Il problema è di una classe di politici che ha pensato solo a cambiare il manager pensando che il nuovo arrivato Arturo Cavaliere portasse la bacchetta magica e risolvesse 30 anni di tagli. È di un manager che continua a sognare di portarci tutti sulla luna quando ci basterebbe un Pronto Soccorso che funziona senza dover lavorare sotto costante stress. Da un lato i pazienti in sala d’attesa che ululano, dall’altra una Sanità che deve centrare i numeri nelle prestazioni e quindi guai se si dedica un po’ più di attenzione ad osservare il paziente.

L’urlo del Consiglio comunale

Lo ha riconosciuto anche il Consiglio comunale di Cassino che il 7 ottobre scorso si è riunito in via straordinaria proprio per parlare dell’ospedale. È stata una convocazione anomala solo nella forma, ma necessaria nella sostanza. A chiederla è stato il sindaco Enzo Salera ma il messaggio che ne è uscito è stato corale: maggioranza e opposizione, questa volta, hanno parlato una sola lingua. Quella dell’urgenza.

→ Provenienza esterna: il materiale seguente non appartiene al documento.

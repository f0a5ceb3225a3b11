/*
   Streaming zip file reader and writer, in pure Rust.
   Copyright (C) 2022 Matheus Xavier <mxavier@neonimp.com>

   This program is free software: you can redistribute it and/or modify
   it under the terms of the GNU Lesser General Public License as published by
   the Free Software Foundation, either version 3 of the License, or
   (at your option) any later version.

   This program is distributed in the hope that it will be useful,
   but WITHOUT ANY WARRANTY; without even the implied warranty of
   MERCHANTABILITY or FITNESS FOR A PARTICULAR PURPOSE.  See the
   GNU General Public License for more details.

   You should have received a copy of the GNU Lesser General Public License
   along with this program.  If not, see <https://www.gnu.org/licenses/>.
*/

//! Little-endian field primitives shared by every record codec.
//!
//! All zip integers are little-endian. A short read of any fixed-width field
//! or counted block is a truncated archive, reported as
//! [`ZipError::UnexpectedEof`] so callers can tell it apart from transport
//! failures.

use crate::{Result, ZipError};
use byteorder::{LittleEndian, ReadBytesExt, WriteBytesExt};
use std::io::{Read, Write};

fn map_eof(e: std::io::Error) -> ZipError {
    if e.kind() == std::io::ErrorKind::UnexpectedEof {
        ZipError::UnexpectedEof
    } else {
        ZipError::IOError(e)
    }
}

pub fn read_u16<R: Read>(r: &mut R) -> Result<u16> {
    r.read_u16::<LittleEndian>().map_err(map_eof)
}

pub fn read_u32<R: Read>(r: &mut R) -> Result<u32> {
    r.read_u32::<LittleEndian>().map_err(map_eof)
}

pub fn read_u64<R: Read>(r: &mut R) -> Result<u64> {
    r.read_u64::<LittleEndian>().map_err(map_eof)
}

pub fn write_u16<W: Write>(w: &mut W, v: u16) -> Result<()> {
    w.write_u16::<LittleEndian>(v)?;
    Ok(())
}

pub fn write_u32<W: Write>(w: &mut W, v: u32) -> Result<()> {
    w.write_u32::<LittleEndian>(v)?;
    Ok(())
}

pub fn write_u64<W: Write>(w: &mut W, v: u64) -> Result<()> {
    w.write_u64::<LittleEndian>(v)?;
    Ok(())
}

/// Reads exactly `len` bytes, failing on a short stream.
pub fn read_exact_vec<R: Read>(r: &mut R, len: usize) -> Result<Vec<u8>> {
    let mut buf = vec![0u8; len];
    r.read_exact(&mut buf).map_err(map_eof)?;
    Ok(buf)
}

/// Reads a `u16` length prefix followed by that many bytes.
pub fn read_block16<R: Read>(r: &mut R) -> Result<Vec<u8>> {
    let len = read_u16(r)? as usize;
    read_exact_vec(r, len)
}

/// Writes a `u16` length prefix followed by the block itself. The caller is
/// responsible for having checked that the block fits the prefix.
pub fn write_block16<W: Write>(w: &mut W, block: &[u8]) -> Result<()> {
    write_u16(w, block.len() as u16)?;
    w.write_all(block)?;
    Ok(())
}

In Aula si è parlato delle tante criticità già note: la carenza di medici, il blocco dei concorsi, l’organizzazione dei turni, i reparti accorpati, la difficoltà nel reperire specialisti. Ma soprattutto, si è denunciata l’assenza di risposte concrete da parte della Regione Lazio. Una Regione che, dopo il cambio di guida politica, ha promesso una svolta nella gestione del sistema sanitario ma che su Cassino, finora, non ha dato segnali tangibili. Ed anche il cambio del manager Asl non ha portato ad un cambio della musica: si parla sempre di mega attrezzature capaci di fare concorrenza al Gemelli ed all’Umberto I. Ma se poi al Pronto Soccorso devono lavorare come su una catena di montaggio ed i letti per i pazienti non ci sono, diventa tutto inutile.

Il problema profondo

Il problema, però, è più profondo. Perché ciò che si respira nel Cassinate – e lo si avverte parlando con medici, infermieri, pazienti e sindaci del territorio – è una sottile ma crescente sfiducia nelle istituzioni. Quando un ospedale viene percepito come un luogo da evitare, quando si preferisce viaggiare chilometri per una visita o una diagnosi, quando anche un intervento “di routine” può diventare un rischio, allora il sistema ha fallito.

Foto © Paolo Ceccano

La morte dell’uomo di Vallecorsa, proprio come quelle di Charles Baffour e Sofja Rossi, non possono restare numeri in un’indagine giudiziaria. Sono il segnale che qualcosa si è rotto. E che serve più della solidarietà a posteriori o di una nota stampa. Serve un cambio di passo istituzionale. Serve un’assunzione di responsabilità. Serve – e non da oggi – una programmazione sanitaria che tenga conto delle province e non solo dei grandi poli ospedalieri.

Cassino non è marginale. È baricentrica per un’area vasta che va dal frusinate al confine con il Molise e la Campania. È una zona che ha dato tanto ma che oggi chiede solo di non essere lasciata indietro. Il Consiglio comunale ha fatto il suo dovere: ha acceso i riflettori, ha messo da parte le divisioni e ha chiesto un tavolo con Regione e Asl. Ora la palla è in mano a chi governa il Lazio e la Sanità laziale.

Perché la politica non è solo spot a buon mercato e non può continuare a guardare altrove, mentre qui si continua a morire.